E forse qui e per questo, s’inserisce l’ultima scelta, il colpo di coda che pochi hanno capito, pochi hanno compreso. Tre atti, due tempi (2011), ultimo libro di Giorgio. Non è un thriller e l’editore non è Baldini&Castoldi, ma Einaudi. Stavolta a reggere le fila della storia è una vicenda di provincia, una storia drammatica sulla corruzione nel calcio e sul conflitto tra genitori e figli. Un romanzo mainstream che poco o nulla sembra avere in comune con i libri precedenti. Come spesso accade, però, la critica e il pubblico si sono divisi. Alcuni hanno apprezzato il tentativo, la sortita letteraria che sa tanto di rifiuto a farsi etichettare; dall’altro, molti hanno urlato per pubblici proclami la nostalgia per il Faletti vecchio stile, per i gialli pomposi ambientati nelle megalopoli statunitensi e per le trame calibrate e sherlockiane.
Quale sia il futuro di Faletti non possiamo saperlo. Forse nemmeno lui lo sa. E i suoi libri, così avvincenti e così venduti, dividono lettori e critica con una separazione quasi manichea. Ma una cosa possiamo dirla. Faletti non lascia indifferenti. Non può lasciare indifferenti, perché i suoi libri hanno raggiunto vette da capogiro. Nessun italiano, prima di lui, ha mai nemmeno sognato di toccare cifre del genere con romanzi gialli. E se è vero che la quantità non sempre si accoppia alla qualità, è pur vero che al cospetto di un fenomeno popolare di tale portata occorrerebbe chiedersi il perché di un tale successo. Perché era già famoso, dicono alcuni. Perché i suoi libri sono capolavori, sostengono altri. Forse hanno ragione entrambi e nessuno.
O forse, cosa probabile, l’unico ad avere ragione è ancora lui, Giorgio Faletti.

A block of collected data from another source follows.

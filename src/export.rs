//! Final encode of a timeline into a single H.264/AAC file.

use std::path::Path;
use std::sync::Arc;
use tracing::{debug, info, warn};

use crate::config::RenderConfig;
use crate::error::{Result, TabiError};
use crate::media::{MediaCommand, MediaProcessorTrait};
use crate::timeline::Timeline;

pub struct Exporter {
    media: Arc<dyn MediaProcessorTrait>,
    config: RenderConfig,
}

impl Exporter {
    pub fn new(media: Arc<dyn MediaProcessorTrait>, config: RenderConfig) -> Self {
        Self { media, config }
    }

    /// Mix the soundtrack into `audio_path`
    pub fn audio_command(&self, timeline: &Timeline, audio_path: &Path) -> MediaCommand {
        let graph = timeline.audio_graph();

        let mut command = self.media.command("Mix soundtrack").overwrite();
        for clip in timeline.clips() {
            command = command.input(&clip.audio.path);
        }
        if let Some(bed) = timeline.background() {
            command = command.endless_input(&bed.path);
        }

        command
            .filter_complex(graph.graph.clone())
            .map(graph.map_label())
            .no_video()
            .audio_codec(self.config.audio_codec.clone())
            .audio_sample_rate(self.config.sample_rate)
            .output(audio_path)
    }

    /// Render the picture over the mixed soundtrack into `output`
    pub fn video_command(&self, timeline: &Timeline, audio_path: &Path, output: &Path) -> MediaCommand {
        let graph = timeline.video_graph();

        let mut command = self.media.command("Render video").overwrite();
        for clip in timeline.clips() {
            command = command.looped_image(&clip.image.path, clip.duration);
        }

        command
            .input(audio_path)
            .filter_complex(graph.graph.clone())
            .map(graph.map_label())
            .map(format!("{}:a", timeline.clips().len()))
            .frame_rate(self.config.fps)
            .video_codec(self.config.video_codec.clone())
            .pixel_format(self.config.pixel_format.clone())
            .copy_audio()
            .args(self.config.extra_options.clone())
            .output(output)
    }

    /// Encode `timeline` to `output`.
    ///
    /// The mixed soundtrack goes through a `temp-audio` side-file next to the
    /// output; it is removed whether or not the render succeeds.
    pub async fn export(&self, timeline: &Timeline, output: &Path) -> Result<()> {
        let directory = match output.parent() {
            Some(parent) if !parent.as_os_str().is_empty() => parent.to_path_buf(),
            _ => std::env::current_dir()?,
        };
        if !directory.is_dir() {
            return Err(TabiError::FileNotFound(directory.display().to_string()));
        }

        let audio_path = tempfile::Builder::new()
            .prefix("temp-audio-")
            .suffix(".m4a")
            .tempfile_in(&directory)?
            .into_temp_path();

        info!("┌─ Exporting ────────");
        info!("│ Output: {}", output.display());
        info!("│ Duration: {:.2}s", timeline.duration());
        info!("│ Frame rate: {}", self.config.fps);
        info!("│ Codecs: {} / {}", self.config.video_codec, self.config.audio_codec);
        info!("└─────────────────────────────────────");

        let audio = self.audio_command(timeline, &audio_path);
        debug!("Soundtrack command: {:?}", audio.args);
        self.media.execute_command(audio).await?;

        let video = self.video_command(timeline, &audio_path, output);
        debug!("Render command: {:?}", video.args);
        self.media.execute_command(video).await?;

        if let Err(e) = audio_path.close() {
            warn!("Failed to remove temporary soundtrack: {}", e);
        }

        info!("Export complete: {}", output.display());
        Ok(())
    }
}

#[cfg(test)]
mod tests {
    use super::*;
    use crate::compose::SegmentComposer;
    use crate::compose::tests::{narration, write_image};
    use crate::config::Config;
    use crate::media::MockMediaProcessorTrait;
    use crate::timeline::TimelineAssembler;
    use std::sync::Mutex;

    fn timeline(dir: &Path, bgm: Option<&Path>) -> Timeline {
        let config = Config::default().render;
        let composer = SegmentComposer::new(config.clone());
        let clips = (0..2)
            .map(|i| {
                let image = write_image(dir, &format!("{}.png", i), 64, 48);
                composer.compose(&image, None, narration(i + 1, 1.5)).unwrap()
            })
            .collect();
        TimelineAssembler::new(config).assemble(clips, bgm).unwrap()
    }

    fn recording_media(executed: Arc<Mutex<Vec<MediaCommand>>>) -> MockMediaProcessorTrait {
        let mut media = MockMediaProcessorTrait::new();
        media
            .expect_command()
            .returning(|description| MediaCommand::new("ffmpeg", description));
        media.expect_execute_command().returning(move |command| {
            executed.lock().unwrap().push(command);
            Ok(())
        });
        media
    }

    fn position(args: &[String], value: &str) -> usize {
        args.iter().position(|a| a == value).unwrap()
    }

    #[tokio::test]
    async fn test_two_passes_share_the_side_file() {
        let dir = assert_fs::TempDir::new().unwrap();
        let timeline = timeline(dir.path(), None);
        let executed = Arc::new(Mutex::new(Vec::new()));
        let exporter = Exporter::new(Arc::new(recording_media(executed.clone())), Config::default().render);

        let output = dir.path().join("vlog.mp4");
        exporter.export(&timeline, &output).await.unwrap();

        let commands = executed.lock().unwrap();
        assert_eq!(commands.len(), 2);
        assert_eq!(commands[0].description, "Mix soundtrack");
        assert_eq!(commands[1].description, "Render video");

        let side_file = commands[0].args.last().unwrap().clone();
        assert!(side_file.contains("temp-audio-") && side_file.ends_with(".m4a"));
        assert!(commands[1].args.contains(&side_file));
        assert!(!Path::new(&side_file).exists());

        let render = &commands[1].args;
        assert_eq!(render[position(render, "-r") + 1], "24");
        assert_eq!(render[position(render, "-c:v") + 1], "libx264");
        assert_eq!(render[position(render, "-pix_fmt") + 1], "yuv420p");
        assert_eq!(render[position(render, "-c:a") + 1], "copy");
        assert_eq!(render.last().unwrap(), &output.to_string_lossy().to_string());
    }

    #[tokio::test]
    async fn test_soundtrack_without_music_has_no_mix() {
        let dir = assert_fs::TempDir::new().unwrap();
        let timeline = timeline(dir.path(), Some(&dir.path().join("missing.mp3")));
        let executed = Arc::new(Mutex::new(Vec::new()));
        let exporter = Exporter::new(Arc::new(recording_media(executed.clone())), Config::default().render);

        exporter.export(&timeline, &dir.path().join("out.mp4")).await.unwrap();

        let commands = executed.lock().unwrap();
        let mix = &commands[0].args;
        assert!(!mix.contains(&"-stream_loop".to_string()));
        assert_eq!(mix[position(mix, "-map") + 1], "[narration]");
        assert_eq!(mix[position(mix, "-c:a") + 1], "aac");
        assert_eq!(mix.iter().filter(|a| *a == "-i").count(), 2);
    }

    #[tokio::test]
    async fn test_soundtrack_loops_music_under_narration() {
        let dir = assert_fs::TempDir::new().unwrap();
        let music = dir.path().join("bgm.mp3");
        std::fs::write(&music, b"music").unwrap();
        let timeline = timeline(dir.path(), Some(&music));
        let executed = Arc::new(Mutex::new(Vec::new()));
        let exporter = Exporter::new(Arc::new(recording_media(executed.clone())), Config::default().render);

        exporter.export(&timeline, &dir.path().join("out.mp4")).await.unwrap();

        let commands = executed.lock().unwrap();
        let mix = &commands[0].args;
        let looped = position(mix, "-stream_loop");
        assert_eq!(mix[looped + 3], music.to_string_lossy());
        assert_eq!(mix[position(mix, "-map") + 1], "[mix]");

        let graph = &mix[position(mix, "-filter_complex") + 1];
        assert!(graph.contains("atrim=0:4.000"));
    }

    #[tokio::test]
    async fn test_failed_render_still_removes_side_file() {
        let dir = assert_fs::TempDir::new().unwrap();
        let timeline = timeline(dir.path(), None);

        let mut media = MockMediaProcessorTrait::new();
        media
            .expect_command()
            .returning(|description| MediaCommand::new("ffmpeg", description));
        media
            .expect_execute_command()
            .returning(|_| Err(TabiError::Media("encoder missing".to_string())));

        let exporter = Exporter::new(Arc::new(media), Config::default().render);
        let err = exporter.export(&timeline, &dir.path().join("out.mp4")).await.unwrap_err();
        assert!(matches!(err, TabiError::Media(_)));

        let leftovers = std::fs::read_dir(dir.path())
            .unwrap()
            .filter_map(|entry| entry.ok())
            .filter(|entry| entry.file_name().to_string_lossy().starts_with("temp-audio-"))
            .count();
        assert_eq!(leftovers, 0);
    }
}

Un nome che incute rispetto per la persona, ancor prima che per lo scrittore. Perché quella di scrittore, oltre che una passione, è anche una maschera. È il viso plastificato di Guy Fuwkes che copre le fattezze del protagonista di V per Vendetta e attraverso la quale la sua voce roca ci ricorda che dietro la maschera, come dietro la scrittura e lo scrittore, non c’è solo carne, ma c’è un’idea. Soprattutto, c’è un sogno. Quello di realizzare le proprie ambizioni, di essere in pace con se stessi, di essere felici. In poche parole, il sogno di un uomo nato per vincere.